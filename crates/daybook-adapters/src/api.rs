//! Shared JSON-over-HTTPS plumbing for the REST adapters.
//!
//! Every adapter does the same thing per call: attach a bearer token, send
//! one request, and decode the JSON body.  [`ApiClient`] owns that, and
//! [`ApiError`] carries failures in a form that formats cleanly into the
//! friendly tool messages.

use daybook_auth::{AuthEngineError, TokenSource};
use serde_json::Value;
use tracing::debug;
use url::Url;

/// User agent sent with every API request.
const USER_AGENT: &str = concat!("daybook/", env!("CARGO_PKG_VERSION"));

/// Failures from a single API call.
#[derive(Debug, thiserror::Error)]
pub enum ApiError {
    /// The request never produced a response.
    #[error("{0}")]
    Transport(#[from] reqwest::Error),

    /// The server answered with a non-success status.
    #[error("HTTP {status}: {message}")]
    Status { status: u16, message: String },

    /// No bearer token could be obtained.
    #[error("{0}")]
    Token(#[from] AuthEngineError),

    /// The body was not the JSON we expected.
    #[error("invalid response body: {0}")]
    Decode(String),

    /// The configured base URL cannot carry the request path.
    #[error("invalid API URL: {0}")]
    Url(String),
}

/// A thin wrapper over `reqwest::Client` bound to one API base URL.
#[derive(Debug, Clone)]
pub struct ApiClient {
    client: reqwest::Client,
    base_url: String,
}

impl ApiClient {
    pub fn new(base_url: &str) -> Self {
        let client = reqwest::Client::builder()
            .user_agent(USER_AGENT)
            .build()
            .unwrap_or_default();
        Self::with_client(client, base_url)
    }

    pub fn with_client(client: reqwest::Client, base_url: &str) -> Self {
        Self {
            client,
            base_url: base_url.trim_end_matches('/').to_string(),
        }
    }

    pub fn base_url(&self) -> &str {
        &self.base_url
    }

    /// Build an endpoint URL by appending path segments to the base URL.
    /// Each segment is percent-encoded, so ids containing `@` or `/` are
    /// safe.
    pub fn endpoint(&self, segments: &[&str]) -> Result<Url, ApiError> {
        let mut url = Url::parse(&self.base_url).map_err(|e| ApiError::Url(e.to_string()))?;
        url.path_segments_mut()
            .map_err(|()| ApiError::Url(format!("{} cannot be a base", self.base_url)))?
            .pop_if_empty()
            .extend(segments);
        Ok(url)
    }

    /// `GET` an endpoint with a bearer token from `tokens`.
    pub async fn get(
        &self,
        url: Url,
        query: &[(&str, String)],
        tokens: &dyn TokenSource,
    ) -> Result<Value, ApiError> {
        let token = tokens.access_token().await?;
        debug!(url = %url, "GET");
        let request = self.client.get(url).bearer_auth(token).query(query);
        send(request).await
    }

    /// `POST` a JSON body (or nothing) to an endpoint.
    pub async fn post(
        &self,
        url: Url,
        body: Option<&Value>,
        tokens: &dyn TokenSource,
    ) -> Result<Value, ApiError> {
        let token = tokens.access_token().await?;
        debug!(url = %url, "POST");
        let mut request = self.client.post(url).bearer_auth(token);
        request = match body {
            Some(body) => request.json(body),
            None => request.header(reqwest::header::CONTENT_LENGTH, 0),
        };
        send(request).await
    }
}

/// Send a request and decode its JSON body.  An empty body decodes to
/// `Value::Null`.
pub async fn send(request: reqwest::RequestBuilder) -> Result<Value, ApiError> {
    let response = request.send().await?;
    let status = response.status();
    let body = response.text().await?;

    if !status.is_success() {
        return Err(ApiError::Status {
            status: status.as_u16(),
            message: error_message(&body),
        });
    }

    if body.trim().is_empty() {
        return Ok(Value::Null);
    }
    serde_json::from_str(&body).map_err(|e| ApiError::Decode(e.to_string()))
}

/// Pull a readable message out of an error body.  Google wraps it as
/// `{"error": {"message": ...}}`; other APIs use `detail` or `message`.
fn error_message(body: &str) -> String {
    let Ok(value) = serde_json::from_str::<Value>(body) else {
        return body.trim().to_string();
    };
    value
        .pointer("/error/message")
        .or_else(|| value.get("detail"))
        .or_else(|| value.get("message"))
        .or_else(|| value.get("error"))
        .and_then(Value::as_str)
        .map(str::to_string)
        .unwrap_or_else(|| body.trim().to_string())
}

/// Render a JSON value the way the agent sees it in prose: strings bare,
/// `null` as `None`, everything else in its JSON form.
pub fn display_value(value: Option<&Value>) -> String {
    match value {
        None | Some(Value::Null) => "None".to_string(),
        Some(Value::String(s)) => s.clone(),
        Some(Value::Bool(true)) => "True".to_string(),
        Some(Value::Bool(false)) => "False".to_string(),
        Some(other) => other.to_string(),
    }
}

#[cfg(test)]
mod tests {
    use super::*;
    use serde_json::json;

    #[test]
    fn endpoint_encodes_segments() {
        let api = ApiClient::new("https://www.googleapis.com/calendar/v3/");
        let url = api
            .endpoint(&["calendars", "abc@group.calendar.google.com", "events"])
            .unwrap();
        assert_eq!(
            url.as_str(),
            "https://www.googleapis.com/calendar/v3/calendars/abc@group.calendar.google.com/events"
        );

        let url = api.endpoint(&["calendars", "a/b", "events"]).unwrap();
        assert!(url.as_str().ends_with("/calendars/a%2Fb/events"));
    }

    #[test]
    fn endpoint_on_bare_host() {
        let api = ApiClient::new("http://127.0.0.1:9000");
        let url = api.endpoint(&["v2", "usercollection", "daily_sleep"]).unwrap();
        assert_eq!(url.as_str(), "http://127.0.0.1:9000/v2/usercollection/daily_sleep");
    }

    #[test]
    fn endpoint_rejects_unparsable_base() {
        let api = ApiClient::new("not a url");
        assert!(matches!(api.endpoint(&["x"]), Err(ApiError::Url(_))));
    }

    #[test]
    fn error_message_reads_google_shape() {
        let body = r#"{"error": {"code": 404, "message": "Not Found"}}"#;
        assert_eq!(error_message(body), "Not Found");
    }

    #[test]
    fn error_message_reads_detail_and_plain_text() {
        assert_eq!(error_message(r#"{"detail": "Unauthorized"}"#), "Unauthorized");
        assert_eq!(error_message("bad gateway\n"), "bad gateway");
    }

    #[test]
    fn status_error_display() {
        let err = ApiError::Status {
            status: 401,
            message: "Invalid Credentials".into(),
        };
        assert_eq!(err.to_string(), "HTTP 401: Invalid Credentials");
    }

    #[test]
    fn display_value_matches_prose_rendering() {
        assert_eq!(display_value(None), "None");
        assert_eq!(display_value(Some(&Value::Null)), "None");
        assert_eq!(display_value(Some(&json!("Ahri"))), "Ahri");
        assert_eq!(display_value(Some(&json!(12))), "12");
        assert_eq!(display_value(Some(&json!(true))), "True");
    }
}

• [Task description]:
Repeat the listing above in full.

• [Written answer]:
filename crates/daybook-adapters/src/api.rs
//! Shared JSON-over-HTTPS plumbing for the REST adapters.
//!
//! Every adapter does the same thing per call: attach a bearer token, send
//! one request, and decode the JSON body.  [`ApiClient`] owns that, and
//! [`ApiError`] carries failures in a form that formats cleanly into the
//! friendly tool messages.

use daybook_auth::{AuthEngineError, TokenSource};
use serde_json::Value;
use tracing::debug;
use url::Url;

/// User agent sent with every API request.
const USER_AGENT: &str = concat!("daybook/", env!("CARGO_PKG_VERSION"));

/// Failures from a single API call.
#[derive(Debug, thiserror::Error)]
pub enum ApiError {
    /// The request never produced a response.
    #[error("{0}")]
    Transport(#[from] reqwest::Error),

    /// The server answered with a non-success status.
    #[error("HTTP {status}: {message}")]
    Status { status: u16, message: String },

    /// No bearer token could be obtained.
    #[error("{0}")]
    Token(#[from] AuthEngineError),

    /// The body was not the JSON we expected.
    #[error("invalid response body: {0}")]
    Decode(String),

    /// The configured base URL cannot carry the request path.
    #[error("invalid API URL: {0}")]
    Url(String),
}

/// A thin wrapper over `reqwest::Client` bound to one API base URL.
#[derive(Debug, Clone)]
pub struct ApiClient {
    client: reqwest::Client,
    base_url: String,
}

impl ApiClient {
    pub fn new(base_url: &str) -> Self {
        let client = reqwest::Client::builder()
            .user_agent(USER_AGENT)
            .build()
            .unwrap_or_default();
        Self::with_client(client, base_url)
    }

    pub fn with_client(client: reqwest::Client, base_url: &str) -> Self {
        Self {
            client,
            base_url: base_url.trim_end_matches('/').to_string(),
        }
    }

    pub fn base_url(&self) -> &str {
        &self.base_url
    }

    /// Build an endpoint URL by appending path segments to the base URL.
    /// Each segment is percent-encoded, so ids containing `@` or `/` are
    /// safe.
    pub fn endpoint(&self, segments: &[&str]) -> Result<Url, ApiError> {
        let mut url = Url::parse(&self.base_url).map_err(|e| ApiError::Url(e.to_string()))?;
        url.path_segments_mut()
            .map_err(|()| ApiError::Url(format!("{} cannot be a base", self.base_url)))?
            .pop_if_empty()
            .extend(segments);
        Ok(url)
    }

    /// `GET` an endpoint with a bearer token from `tokens`.
    pub async fn get(
        &self,
        url: Url,
        query: &[(&str, String)],
        tokens: &dyn TokenSource,
    ) -> Result<Value, ApiError> {
        let token = tokens.access_token().await?;
        debug!(url = %url, "GET");
        let request = self.client.get(url).bearer_auth(token).query(query);
        send(request).await
    }

    /// `POST` a JSON body (or nothing) to an endpoint.
    pub async fn post(
        &self,
        url: Url,
        body: Option<&Value>,
        tokens: &dyn TokenSource,
    ) -> Result<Value, ApiError> {
        let token = tokens.access_token().await?;
        debug!(url = %url, "POST");
        let mut request = self.client.post(url).bearer_auth(token);
        request = match body {
            Some(body) => request.json(body),
            None => request.header(reqwest::header::CONTENT_LENGTH, 0),
        };
        send(request).await
    }
}

/// Send a request and decode its JSON body.  An empty body decodes to
/// `Value::Null`.
pub async fn send(request: reqwest::RequestBuilder) -> Result<Value, ApiError> {
    let response = request.send().await?;
    let status = response.status();
    let body = response.text().await?;

    if !status.is_success() {
        return Err(ApiError::Status {
            status: status.as_u16(),
            message: error_message(&body),
        });
    }

    if body.trim().is_empty() {
        return Ok(Value::Null);
    }
    serde_json::from_str(&body).map_err(|e| ApiError::Decode(e.to_string()))
}

/// Pull a readable message out of an error body.  Google wraps it as
/// `{"error": {"message": ...}}`; other APIs use `detail` or `message`.
fn error_message(body: &str) -> String {
    let Ok(value) = serde_json::from_str::<Value>(body) else {
        return body.trim().to_string();
    };
    value
        .pointer("/error/message")
        .or_else(|| value.get("detail"))
        .or_else(|| value.get("message"))
        .or_else(|| value.get("error"))
        .and_then(Value::as_str)
        .map(str::to_string)
        .unwrap_or_else(|| body.trim().to_string())
}

/// Render a JSON value the way the agent sees it in prose: strings bare,
/// `null` as `None`, everything else in its JSON form.
pub fn display_value(value: Option<&Value>) -> String {
    match value {
        None | Some(Value::Null) => "None".to_string(),
        Some(Value::String(s)) => s.clone(),
        Some(Value::Bool(true)) => "True".to_string(),
        Some(Value::Bool(false)) => "False".to_string(),
        Some(other) => other.to_string(),
    }
}

#[cfg(test)]
mod tests {
    use super::*;
    use serde_json::json;

    #[test]
    fn endpoint_encodes_segments() {
        let api = ApiClient::new("https://www.googleapis.com/calendar/v3/");
        let url = api
            .endpoint(&["calendars", "abc@group.calendar.google.com", "events"])
            .unwrap();
        assert_eq!(
            url.as_str(),
            "https://www.googleapis.com/calendar/v3/calendars/abc@group.calendar.google.com/events"
        );

        let url = api.endpoint(&["calendars", "a/b", "events"]).unwrap();
        assert!(url.as_str().ends_with("/calendars/a%2Fb/events"));
    }

    #[test]
    fn endpoint_on_bare_host() {
        let api = ApiClient::new("http://127.0.0.1:9000");
        let url = api.endpoint(&["v2", "usercollection", "daily_sleep"]).unwrap();
        assert_eq!(url.as_str(), "http://127.0.0.1:9000/v2/usercollection/daily_sleep");
    }

    #[test]
    fn endpoint_rejects_unparsable_base() {
        let api = ApiClient::new("not a url");
        assert!(matches!(api.endpoint(&["x"]), Err(ApiError::Url(_))));
    }

    #[test]
    fn error_message_reads_google_shape() {
        let body = r#"{"error": {"code": 404, "message": "Not Found"}}"#;
        assert_eq!(error_message(body), "Not Found");
    }

    #[test]
    fn error_message_reads_detail_and_plain_text() {
        assert_eq!(error_message(r#"{"detail": "Unauthorized"}"#), "Unauthorized");
        assert_eq!(error_message("bad gateway\n"), "bad gateway");
    }

    #[test]
    fn status_error_display() {
        let err = ApiError::Status {
            status: 401,
            message: "Invalid Credentials".into(),
        };
        assert_eq!(err.to_string(), "HTTP 401: Invalid Credentials");
    }

    #[test]
    fn display_value_matches_prose_rendering() {
        assert_eq!(display_value(None), "None");
        assert_eq!(display_value(Some(&Value::Null)), "None");
        assert_eq!(display_value(Some(&json!("Ahri"))), "Ahri");
        assert_eq!(display_value(Some(&json!(12))), "12");
        assert_eq!(display_value(Some(&json!(true))), "True");
    }
}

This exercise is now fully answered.